There is the obscenity of the arms trade, the massive stockpiling of armaments, even by poor countries, and the ever present threat of their use by terrorists or in war, whether the arms be conventional, chemical, biological, or nuclear. There is the sustained, profound injustice of immense differences in wealth around the globe, the industrially advanced first world of North America, Europe and elsewhere experiencing unprecedented wealth while something like a fifth of humanity live in conditions of abject poverty in the third world, hungry, unemployed, without proper housing, health care, education, or even access to safe water. There is the long-standing problem of the rapid growth of the world’s population, pronounced especially in the poorest parts of the world, and adversely affecting efforts at development.
There is the problem of the progressive destruction of tropical rain forests and other natural habitats, with its concomitant devastating extinction of species. Humanity urgently needs to discover how to create a sustainable world industry and agriculture that does not wreak havoc on the environment; attempts do this have, so far, proved ineffective. There are problems of pollution of air, sea and earth, and problems of depletion of finite resources. And over everything hangs the menace of climate change, threatening to intensify all the other problems – apart, perhaps, from population growth. (As the climate warms, millions will die. They are dying already.)

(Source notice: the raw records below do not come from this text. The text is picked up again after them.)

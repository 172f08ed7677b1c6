//! Daemon configuration
//!
//! A TOML file (or the per-network defaults) layered with CLI overrides.
//! Everything is checked once by [`Config::validate`] before any component
//! starts.

use crate::cli::Args;
use database::StoreBackend;
use grader::filter::MAX_IDENTITY_LEN;
use mining::{FixedPriceSource, MiningCoordinatorConfig, MAX_WORKERS};
use opr_core::{Network, ProtocolSchedule, PRICE_PRECISION};
use serde::{Deserialize, Serialize};
use std::collections::BTreeMap;
use std::fs;
use std::path::{Path, PathBuf};
use std::time::Duration;
use thiserror::Error;

#[derive(Error, Debug)]
pub enum ConfigError {
    #[error("Failed to read config file {path:?}: {source}")]
    Io {
        path: PathBuf,
        #[source]
        source: std::io::Error,
    },

    #[error("Failed to parse config: {0}")]
    Parse(#[from] toml::de::Error),

    #[error("Unknown network: {0}")]
    UnknownNetwork(String),

    #[error("Invalid [{section}] settings: {reason}")]
    Invalid {
        section: &'static str,
        reason: String,
    },
}

fn invalid(section: &'static str, reason: impl Into<String>) -> ConfigError {
    ConfigError::Invalid {
        section,
        reason: reason.into(),
    }
}

#[derive(Debug, Clone, Serialize, Deserialize)]
pub struct Config {
    pub network: NetworkConfig,
    pub storage: StoreBackend,
    pub feed: FeedConfig,
    pub mining: MiningConfig,
    #[serde(default)]
    pub prices: PriceConfig,
    #[serde(default)]
    pub status: StatusConfig,
}

#[derive(Debug, Clone, Serialize, Deserialize)]
pub struct NetworkConfig {
    pub network: Network,
}

#[derive(Debug, Clone, Serialize, Deserialize)]
pub struct FeedConfig {
    /// First height the simulated chain publishes
    pub start_height: u64,
    pub block_interval_ms: u64,
    /// The feed is declared dead after this long without a new height
    pub watchdog_timeout_ms: u64,
}

#[derive(Debug, Clone, Serialize, Deserialize)]
pub struct MiningConfig {
    pub enabled: bool,
    pub miner_id: String,
    pub payout_address: String,
    pub num_threads: usize,
    pub grace_period_ms: u64,
    pub submission_window_ms: u64,
    pub settle_timeout_ms: u64,
    #[serde(default = "default_price_timeout_ms")]
    pub price_timeout_ms: u64,
}

fn default_price_timeout_ms() -> u64 {
    5_000
}

/// The feed is declared dead after this many silent block intervals.
const WATCHDOG_INTERVALS: u64 = 3;

/// Templates stop accepting work a tenth of an interval before the next block.
fn submission_window_for(block_interval_ms: u64) -> u64 {
    block_interval_ms.saturating_sub(block_interval_ms / 10)
}

/// Quotes in whole units; converted to fixed point when mining starts.
#[derive(Debug, Clone, Default, Serialize, Deserialize)]
pub struct PriceConfig {
    pub default: Option<f64>,
    #[serde(default)]
    pub quotes: BTreeMap<String, f64>,
}

#[derive(Debug, Clone, Copy, PartialEq, Eq, Default, Serialize, Deserialize)]
#[serde(rename_all = "lowercase")]
pub enum StatusFormat {
    #[default]
    Text,
    Json,
}

#[derive(Debug, Clone, Serialize, Deserialize)]
pub struct StatusConfig {
    pub interval_secs: u64,
    #[serde(default)]
    pub format: StatusFormat,
}

impl Default for StatusConfig {
    fn default() -> Self {
        Self {
            interval_secs: 30,
            format: StatusFormat::Text,
        }
    }
}

impl Config {
    /// Loads a configuration file. A missing or malformed file is an error.
    pub fn load(path: &Path) -> Result<Self, ConfigError> {
        let content = fs::read_to_string(path).map_err(|source| ConfigError::Io {
            path: path.to_path_buf(),
            source,
        })?;
        Ok(toml::from_str(&content)?)
    }

    /// Default configuration for a network.
    pub fn for_network(network: Network) -> Self {
        let data_dir = PathBuf::from("./data").join(network.to_string());
        let block_interval_ms = match network {
            // Anchor blocks arrive roughly every ten minutes.
            Network::MainNet | Network::TestNet => 600_000,
            Network::DevNet => 5_000,
        };
        let devnet = network == Network::DevNet;

        Self {
            network: NetworkConfig { network },
            storage: StoreBackend::RocksDb {
                path: data_dir.join("grades"),
            },
            feed: FeedConfig {
                start_height: 1,
                block_interval_ms,
                watchdog_timeout_ms: block_interval_ms * WATCHDOG_INTERVALS,
            },
            mining: MiningConfig {
                enabled: devnet,
                miner_id: if devnet { "devnet-miner".to_string() } else { String::new() },
                payout_address: if devnet { "devnet-payout".to_string() } else { String::new() },
                num_threads: num_cpus::get().min(MAX_WORKERS),
                grace_period_ms: 2_000,
                submission_window_ms: submission_window_for(block_interval_ms),
                settle_timeout_ms: 2_000,
                price_timeout_ms: default_price_timeout_ms(),
            },
            prices: PriceConfig {
                default: devnet.then_some(1.0),
                quotes: BTreeMap::new(),
            },
            status: StatusConfig::default(),
        }
    }

    /// Override config with CLI arguments
    pub fn apply_cli_overrides(&mut self, args: &Args) {
        if let Some(data_dir) = &args.data_dir {
            self.storage = StoreBackend::RocksDb {
                path: data_dir.join("grades"),
            };
        }

        if args.memory_store {
            self.storage = StoreBackend::Memory;
        }

        if args.enable_mining {
            self.mining.enabled = true;
        }

        if let Some(miner_id) = &args.miner_id {
            self.mining.miner_id = miner_id.clone();
        }

        if let Some(payout) = &args.payout_address {
            self.mining.payout_address = payout.clone();
        }

        if let Some(threads) = args.threads {
            self.mining.num_threads = threads;
        }

        if let Some(interval) = args.block_interval_ms {
            self.feed.block_interval_ms = interval;
            self.feed.watchdog_timeout_ms = interval.saturating_mul(WATCHDOG_INTERVALS);
            self.mining.submission_window_ms = submission_window_for(interval);
        }
    }

    pub fn validate(&self) -> Result<(), ConfigError> {
        let feed = &self.feed;
        if feed.block_interval_ms == 0 {
            return Err(invalid("feed", "block_interval_ms must be non-zero"));
        }
        if feed.watchdog_timeout_ms <= feed.block_interval_ms {
            return Err(invalid(
                "feed",
                "watchdog_timeout_ms must exceed block_interval_ms",
            ));
        }

        if let StoreBackend::RocksDb { path } = &self.storage {
            if path.as_os_str().is_empty() {
                return Err(invalid("storage", "rocksdb backend needs a path"));
            }
        }

        for (asset, price) in &self.prices.quotes {
            if !(price.is_finite() && *price > 0.0) {
                return Err(invalid("prices", format!("quote for {} must be positive", asset)));
            }
        }
        if let Some(default) = self.prices.default {
            if !(default.is_finite() && default > 0.0) {
                return Err(invalid("prices", "default quote must be positive"));
            }
        }

        if self.status.interval_secs == 0 {
            return Err(invalid("status", "interval_secs must be non-zero"));
        }

        if self.mining.enabled {
            self.validate_mining()?;
        }
        Ok(())
    }

    fn validate_mining(&self) -> Result<(), ConfigError> {
        let mining = &self.mining;
        for (field, value) in [
            ("miner_id", &mining.miner_id),
            ("payout_address", &mining.payout_address),
        ] {
            if value.is_empty() || value.len() > MAX_IDENTITY_LEN {
                return Err(invalid(
                    "mining",
                    format!("{} must be 1..={} bytes", field, MAX_IDENTITY_LEN),
                ));
            }
        }
        if mining.num_threads == 0 || mining.num_threads > MAX_WORKERS {
            return Err(invalid(
                "mining",
                format!("num_threads must be in 1..={}", MAX_WORKERS),
            ));
        }
        if mining.grace_period_ms == 0
            || mining.submission_window_ms == 0
            || mining.price_timeout_ms == 0
        {
            return Err(invalid(
                "mining",
                "grace_period_ms, submission_window_ms and price_timeout_ms must be non-zero",
            ));
        }
        if mining.submission_window_ms > self.feed.block_interval_ms {
            return Err(invalid(
                "mining",
                "submission_window_ms must not exceed block_interval_ms",
            ));
        }

        // Every asset of every rule set on this network needs a quote.
        if self.prices.default.is_none() {
            let schedule = self.schedule();
            let missing = schedule
                .rule_sets()
                .iter()
                .flat_map(|rules| rules.assets.iter())
                .find(|asset| !self.prices.quotes.contains_key(**asset));
            if let Some(asset) = missing {
                return Err(invalid("prices", format!("no quote for {}", asset)));
            }
        }
        Ok(())
    }

    pub fn schedule(&self) -> ProtocolSchedule {
        ProtocolSchedule::for_network(self.network.network)
    }

    pub fn coordinator_config(&self) -> MiningCoordinatorConfig {
        let mining = &self.mining;
        MiningCoordinatorConfig {
            num_workers: mining.num_threads,
            miner_id: mining.miner_id.clone(),
            payout_address: mining.payout_address.clone(),
            grace_period: Duration::from_millis(mining.grace_period_ms),
            submission_window: Duration::from_millis(mining.submission_window_ms),
            settle_timeout: Duration::from_millis(mining.settle_timeout_ms),
            price_timeout: Duration::from_millis(mining.price_timeout_ms),
        }
    }

    pub fn price_source(&self) -> FixedPriceSource {
        let quotes = self
            .prices
            .quotes
            .iter()
            .map(|(asset, price)| (asset.clone(), to_fixed_point(*price)))
            .collect();
        FixedPriceSource::new(quotes, self.prices.default.map(to_fixed_point))
    }

    pub fn block_interval(&self) -> Duration {
        Duration::from_millis(self.feed.block_interval_ms)
    }

    pub fn watchdog_timeout(&self) -> Duration {
        Duration::from_millis(self.feed.watchdog_timeout_ms)
    }
}

impl Default for Config {
    fn default() -> Self {
        Self::for_network(Network::MainNet)
    }
}

fn to_fixed_point(price: f64) -> u64 {
    (price * PRICE_PRECISION as f64).round() as u64
}
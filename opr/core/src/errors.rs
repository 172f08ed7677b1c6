use std::time::Duration;
use thiserror::Error;

/// Terminal conditions reported by the height feed.
///
/// Once raised, heights from the feed can no longer be trusted and every
/// consumer must wind down.
#[derive(Error, Debug, Clone, PartialEq, Eq)]
pub enum FeedError {
    #[error("no new height observed within {0:?}")]
    Timeout(Duration),

    #[error("chain connection lost: {0}")]
    Disconnected(String),
}
//! Mining coordination for oracle price records
//!
//! This module runs the proof-of-work search for the node's own records. A
//! coordinator follows the height feed and, for every height, tears down
//! the previous worker cohort and starts a new one against a fresh template.
//! Records that improve on a worker's best difficulty go to the record sink.
//!
//! ## Module Organization
//!
//! - [`template`]: per-height mining templates
//! - [`worker`]: nonce partitioning and the search loop
//! - [`cohort`]: worker cohorts and their cancellation scope
//! - [`coordinator`]: the per-height control loop and its state machine
//! - [`price`]: price snapshot sources
//! - [`stats`]: mining counters and hash rate

pub mod cohort;
pub mod coordinator;
pub mod errors;
pub mod price;
pub mod stats;
pub mod template;
pub mod worker;

#[cfg(test)]
mod tests;

pub use cohort::{CohortOutcome, CohortScope, WorkerCohort};
pub use coordinator::{CohortState, MiningCoordinator, MiningCoordinatorConfig, MAX_WORKERS};
pub use errors::{MiningError, MiningResult, TemplateError};
pub use price::{FixedPriceSource, PriceError, PriceSource};
pub use stats::{MiningSnapshot, MiningStats};
pub use template::MiningTemplate;
pub use worker::{SearchWorker, StopReason, WorkerDescriptor, WorkerReport, NONCE_BATCH};

/// Prelude module for convenient imports
pub mod prelude {
    pub use crate::coordinator::{CohortState, MiningCoordinator, MiningCoordinatorConfig};
    pub use crate::price::{FixedPriceSource, PriceSource};
    pub use crate::stats::{MiningSnapshot, MiningStats};
    pub use crate::template::MiningTemplate;
    pub use crate::worker::WorkerDescriptor;
}
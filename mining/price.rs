//! Price sources for mining templates

use async_trait::async_trait;
use std::collections::BTreeMap;
use thiserror::Error;

#[derive(Error, Debug, Clone, PartialEq, Eq)]
pub enum PriceError {
    #[error("No quote for asset {0}")]
    MissingAsset(String),

    #[error("Zero quote for asset {0}")]
    ZeroQuote(String),

    #[error("Price source unavailable: {0}")]
    Unavailable(String),
}

/// Supplies the price snapshot a template commits to.
#[async_trait]
pub trait PriceSource: Send + Sync {
    /// One fixed-point quote per entry of `assets`, in that order.
    async fn prices(&self, height: u64, assets: &[&str]) -> Result<Vec<u64>, PriceError>;
}

/// Serves configured quotes, falling back to a default for unlisted assets.
#[derive(Clone, Debug, Default)]
pub struct FixedPriceSource {
    quotes: BTreeMap<String, u64>,
    default: Option<u64>,
}

impl FixedPriceSource {
    pub fn new(quotes: BTreeMap<String, u64>, default: Option<u64>) -> Self {
        Self { quotes, default }
    }

    /// Quotes `price` for every asset.
    pub fn uniform(price: u64) -> Self {
        Self::new(BTreeMap::new(), Some(price))
    }

    pub fn with_quote(mut self, asset: &str, price: u64) -> Self {
        self.quotes.insert(asset.to_string(), price);
        self
    }

    fn quote(&self, asset: &str) -> Result<u64, PriceError> {
        let price = self
            .quotes
            .get(asset)
            .copied()
            .or(self.default)
            .ok_or_else(|| PriceError::MissingAsset(asset.to_string()))?;
        if price == 0 {
            return Err(PriceError::ZeroQuote(asset.to_string()));
        }
        Ok(price)
    }
}

#[async_trait]
impl PriceSource for FixedPriceSource {
    async fn prices(&self, _height: u64, assets: &[&str]) -> Result<Vec<u64>, PriceError> {
        assets.iter().map(|asset| self.quote(asset)).collect()
    }
}
use parking_lot::RwLock;
use std::collections::HashMap;
use std::hash::Hash;
use std::sync::atomic::{AtomicU64, Ordering};

/// Small least-recently-used cache. Eviction scans the map, which is fine
/// for the few hundred entries the stores keep.
pub struct LruCache<K, V> {
    capacity: usize,
    clock: AtomicU64,
    cache: RwLock<HashMap<K, CacheEntry<V>>>,
}

struct CacheEntry<V> {
    value: V,
    last_access: u64,
}

impl<K: Hash + Eq + Clone, V: Clone> LruCache<K, V> {
    pub fn new(capacity: usize) -> Self {
        Self {
            capacity: capacity.max(1),
            clock: AtomicU64::new(0),
            cache: RwLock::new(HashMap::with_capacity(capacity)),
        }
    }

    pub fn get(&self, key: &K) -> Option<V> {
        let mut cache = self.cache.write();
        let entry = cache.get_mut(key)?;
        entry.last_access = self.tick();
        Some(entry.value.clone())
    }

    pub fn insert(&self, key: K, value: V) {
        let last_access = self.tick();
        let mut cache = self.cache.write();
        if cache.len() >= self.capacity && !cache.contains_key(&key) {
            let oldest = cache
                .iter()
                .min_by_key(|(_, e)| e.last_access)
                .map(|(k, _)| k.clone());
            if let Some(k) = oldest {
                cache.remove(&k);
            }
        }
        cache.insert(key, CacheEntry { value, last_access });
    }

    pub fn len(&self) -> usize {
        self.cache.read().len()
    }

    pub fn is_empty(&self) -> bool {
        self.cache.read().is_empty()
    }

    fn tick(&self) -> u64 {
        self.clock.fetch_add(1, Ordering::Relaxed)
    }
}

/// Cache sitting in front of a durable store. Callers insert only after the
/// backing write succeeded.
pub struct WriteThroughCache<K, V> {
    inner: LruCache<K, V>,
}

impl<K: Hash + Eq + Clone, V: Clone> WriteThroughCache<K, V> {
    pub fn new(capacity: usize) -> Self {
        Self {
            inner: LruCache::new(capacity),
        }
    }

    pub fn get(&self, key: &K) -> Option<V> {
        self.inner.get(key)
    }

    pub fn insert(&self, key: K, value: V) {
        self.inner.insert(key, value);
    }
}
use crate::cache::WriteThroughCache;
use crate::db::{Database, CF_GRADES, CF_METADATA};
use crate::errors::{DbError, DbResult};
use opr_core::GradingResult;
use parking_lot::{Mutex, RwLock};
use rocksdb::WriteBatch;
use std::collections::BTreeMap;
use std::path::Path;
use tracing::{debug, info};

const LATEST_HEIGHT_KEY: &[u8] = b"latest_height";

/// What a successful `put` did.
#[derive(Clone, Copy, Debug, PartialEq, Eq)]
pub enum PutOutcome {
    Stored,
    /// The identical result was already stored for that height.
    Unchanged,
}

/// Height-keyed storage for grading results.
///
/// A stored height is never overwritten with different content, and new
/// heights must come after the latest one stored.
pub trait GradeStore: Send + Sync {
    fn put(&self, height: u64, result: &GradingResult) -> DbResult<PutOutcome>;

    fn get(&self, height: u64) -> DbResult<Option<GradingResult>>;

    fn latest(&self) -> DbResult<Option<(u64, GradingResult)>>;
}

fn check_height(height: u64, result: &GradingResult) -> DbResult<()> {
    if result.height != height {
        return Err(DbError::InvalidData(format!(
            "result for height {} stored under key {}",
            result.height, height
        )));
    }
    Ok(())
}

/// Map-backed store. Contents are lost when the process exits.
#[derive(Default)]
pub struct MemoryGradeStore {
    results: RwLock<BTreeMap<u64, GradingResult>>,
}

impl MemoryGradeStore {
    pub fn new() -> Self {
        Self::default()
    }

    pub fn len(&self) -> usize {
        self.results.read().len()
    }

    pub fn is_empty(&self) -> bool {
        self.results.read().is_empty()
    }
}

impl GradeStore for MemoryGradeStore {
    fn put(&self, height: u64, result: &GradingResult) -> DbResult<PutOutcome> {
        check_height(height, result)?;
        let mut results = self.results.write();
        if let Some(existing) = results.get(&height) {
            if existing == result {
                return Ok(PutOutcome::Unchanged);
            }
            return Err(DbError::Conflict(height));
        }
        if let Some((&latest, _)) = results.iter().next_back() {
            if height < latest {
                return Err(DbError::OutOfOrder { height, latest });
            }
        }
        results.insert(height, result.clone());
        Ok(PutOutcome::Stored)
    }

    fn get(&self, height: u64) -> DbResult<Option<GradingResult>> {
        Ok(self.results.read().get(&height).cloned())
    }

    fn latest(&self) -> DbResult<Option<(u64, GradingResult)>> {
        Ok(self
            .results
            .read()
            .iter()
            .next_back()
            .map(|(h, r)| (*h, r.clone())))
    }
}

/// RocksDB-backed store.
///
/// Keys are big-endian heights so key order is height order. Each put lands
/// in one synced write batch together with the latest-height marker.
pub struct RocksGradeStore {
    db: Database,
    write_lock: Mutex<()>,
    cache: WriteThroughCache<u64, GradingResult>,
}

impl RocksGradeStore {
    pub fn open<P: AsRef<Path>>(path: P, cache_size: usize) -> DbResult<Self> {
        let db = Database::open(path.as_ref())?;
        info!(path = %path.as_ref().display(), "opened grading store");
        Ok(Self::new(db, cache_size))
    }

    pub fn new(db: Database, cache_size: usize) -> Self {
        Self {
            db,
            write_lock: Mutex::new(()),
            cache: WriteThroughCache::new(cache_size),
        }
    }

    fn latest_height(&self) -> DbResult<Option<u64>> {
        match self.db.get(CF_METADATA, LATEST_HEIGHT_KEY)? {
            Some(bytes) => decode_height(&bytes).map(Some),
            None => Ok(None),
        }
    }

    pub fn close(&self) {
        self.db.close();
    }
}

fn decode_height(bytes: &[u8]) -> DbResult<u64> {
    let raw: [u8; 8] = bytes
        .try_into()
        .map_err(|_| DbError::InvalidData(format!("bad height key of {} bytes", bytes.len())))?;
    Ok(u64::from_be_bytes(raw))
}

impl GradeStore for RocksGradeStore {
    fn put(&self, height: u64, result: &GradingResult) -> DbResult<PutOutcome> {
        check_height(height, result)?;
        let encoded = bincode::serialize(result)?;
        let key = height.to_be_bytes();

        let _guard = self.write_lock.lock();
        if let Some(existing) = self.db.get(CF_GRADES, &key)? {
            if existing == encoded {
                return Ok(PutOutcome::Unchanged);
            }
            return Err(DbError::Conflict(height));
        }
        if let Some(latest) = self.latest_height()? {
            if height < latest {
                return Err(DbError::OutOfOrder { height, latest });
            }
        }

        let mut batch = WriteBatch::default();
        self.db.batch_put(&mut batch, CF_GRADES, &key, &encoded)?;
        self.db.batch_put(&mut batch, CF_METADATA, LATEST_HEIGHT_KEY, &key)?;
        self.db.write_batch(batch)?;
        self.cache.insert(height, result.clone());
        debug!(height, winners = result.winners.len(), "persisted grading result");
        Ok(PutOutcome::Stored)
    }

    fn get(&self, height: u64) -> DbResult<Option<GradingResult>> {
        if let Some(result) = self.cache.get(&height) {
            return Ok(Some(result));
        }
        match self.db.get(CF_GRADES, &height.to_be_bytes())? {
            Some(data) => {
                let result: GradingResult = bincode::deserialize(&data)?;
                self.cache.insert(height, result.clone());
                Ok(Some(result))
            }
            None => Ok(None),
        }
    }

    fn latest(&self) -> DbResult<Option<(u64, GradingResult)>> {
        match self.db.last_entry(CF_GRADES)? {
            Some((key, value)) => {
                let height = decode_height(&key)?;
                let result: GradingResult = bincode::deserialize(&value)?;
                Ok(Some((height, result)))
            }
            None => Ok(None),
        }
    }
}
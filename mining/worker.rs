//! Search workers
//!
//! A [`SearchWorker`] runs on its own OS thread and walks a disjoint slice of
//! the nonce space for one template. Every improvement on its own best
//! difficulty that clears the floor is emitted through the cohort scope.

use crate::cohort::CohortScope;
use crate::stats::MiningStats;
use crate::template::MiningTemplate;
use opr_core::{PowHasher, RecordSink};
use std::sync::Arc;

/// Nonces tried between cancellation and cutoff checks.
pub const NONCE_BATCH: u64 = 1_000;

/// A worker's share of the nonce space: `nonce_offset + k * stride`.
#[derive(Clone, Copy, Debug, PartialEq, Eq)]
pub struct WorkerDescriptor {
    pub id: usize,
    pub nonce_offset: u64,
    pub stride: u64,
}

impl WorkerDescriptor {
    /// Interleaved partition of the nonce space across `num_workers`.
    pub fn partition(num_workers: usize) -> Vec<Self> {
        (0..num_workers)
            .map(|id| Self {
                id,
                nonce_offset: id as u64,
                stride: num_workers as u64,
            })
            .collect()
    }

    /// The `k`-th nonce of this slice, or `None` past the end of the space.
    pub fn nonce_at(&self, k: u64) -> Option<u64> {
        k.checked_mul(self.stride)?.checked_add(self.nonce_offset)
    }
}

#[derive(Clone, Copy, Debug, PartialEq, Eq)]
pub enum StopReason {
    Cancelled,
    Cutoff,
    Exhausted,
}

/// Sent back to the cohort when a worker ends.
#[derive(Clone, Debug)]
pub struct WorkerReport {
    pub worker_id: usize,
    pub height: u64,
    pub hashes: u64,
    pub emitted: u64,
    pub best_difficulty: Option<u64>,
    pub reason: StopReason,
}

pub struct SearchWorker {
    descriptor: WorkerDescriptor,
    template: Arc<MiningTemplate>,
    scope: Arc<CohortScope>,
    hasher: Arc<dyn PowHasher>,
    sink: Arc<dyn RecordSink>,
    stats: Arc<MiningStats>,
}

impl SearchWorker {
    pub fn new(
        descriptor: WorkerDescriptor,
        template: Arc<MiningTemplate>,
        scope: Arc<CohortScope>,
        hasher: Arc<dyn PowHasher>,
        sink: Arc<dyn RecordSink>,
        stats: Arc<MiningStats>,
    ) -> Self {
        Self {
            descriptor,
            template,
            scope,
            hasher,
            sink,
            stats,
        }
    }

    /// Searches until cancelled, past the cutoff, or out of nonces.
    /// Blocking; meant to own a thread.
    pub fn run(self) -> WorkerReport {
        let id = self.descriptor.id;
        let height = self.template.height();
        log::debug!("Worker {} started on height {}", id, height);

        let mut k: u64 = 0;
        let mut hashes: u64 = 0;
        let mut unreported: u64 = 0;
        let mut emitted: u64 = 0;
        let mut best: Option<u64> = None;
        let pow = self.hasher.prepare(&self.template.opr_hash);

        let reason = loop {
            if k % NONCE_BATCH == 0 {
                self.stats.add_hashes(unreported);
                unreported = 0;
                if self.scope.is_cancelled() {
                    break StopReason::Cancelled;
                }
                if self.template.is_expired() {
                    break StopReason::Cutoff;
                }
            }
            let Some(nonce) = self.descriptor.nonce_at(k) else {
                break StopReason::Exhausted;
            };
            k += 1;

            let digest = pow.digest(nonce);
            let difficulty = self.hasher.difficulty(&digest);
            hashes += 1;
            unreported += 1;

            if difficulty < self.template.min_difficulty
                || best.map_or(false, |b| difficulty <= b)
            {
                continue;
            }
            best = Some(difficulty);

            let record = self.template.record_for(nonce, digest);
            if !self.scope.emit(record, self.sink.as_ref()) {
                break StopReason::Cancelled;
            }
            emitted += 1;
            self.stats.record_submission();
            log::debug!(
                "Worker {} emitted height {} nonce {} difficulty {:#018x}",
                id,
                height,
                nonce,
                difficulty
            );
        };
        self.stats.add_hashes(unreported);

        log::debug!(
            "Worker {} stopped on height {} ({:?}) after {} hashes",
            id,
            height,
            reason,
            hashes
        );
        WorkerReport {
            worker_id: id,
            height,
            hashes,
            emitted,
            best_difficulty: best,
            reason,
        }
    }
}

But it is worse than that. It is not just that our efforts to tackle global problems seem pathetically inadequate. Far worse, much of our efforts seem devoted to intensifying our problems. We know that if we continue to emit carbon dioxide at anything like the rate we do at present, we are heading towards disaster. Does this mean we cut back on emissions? All sorts of measures are introduced, but CO2 emissions actually increase – or only fail to increase because of the world economic recession. High up on the agenda of every government of every nation is economic growth; but it is economic growth, as conducted at present, which leads to higher CO2 emissions – even if this need not be if power, industry and transport were run on different, more sustainable lines.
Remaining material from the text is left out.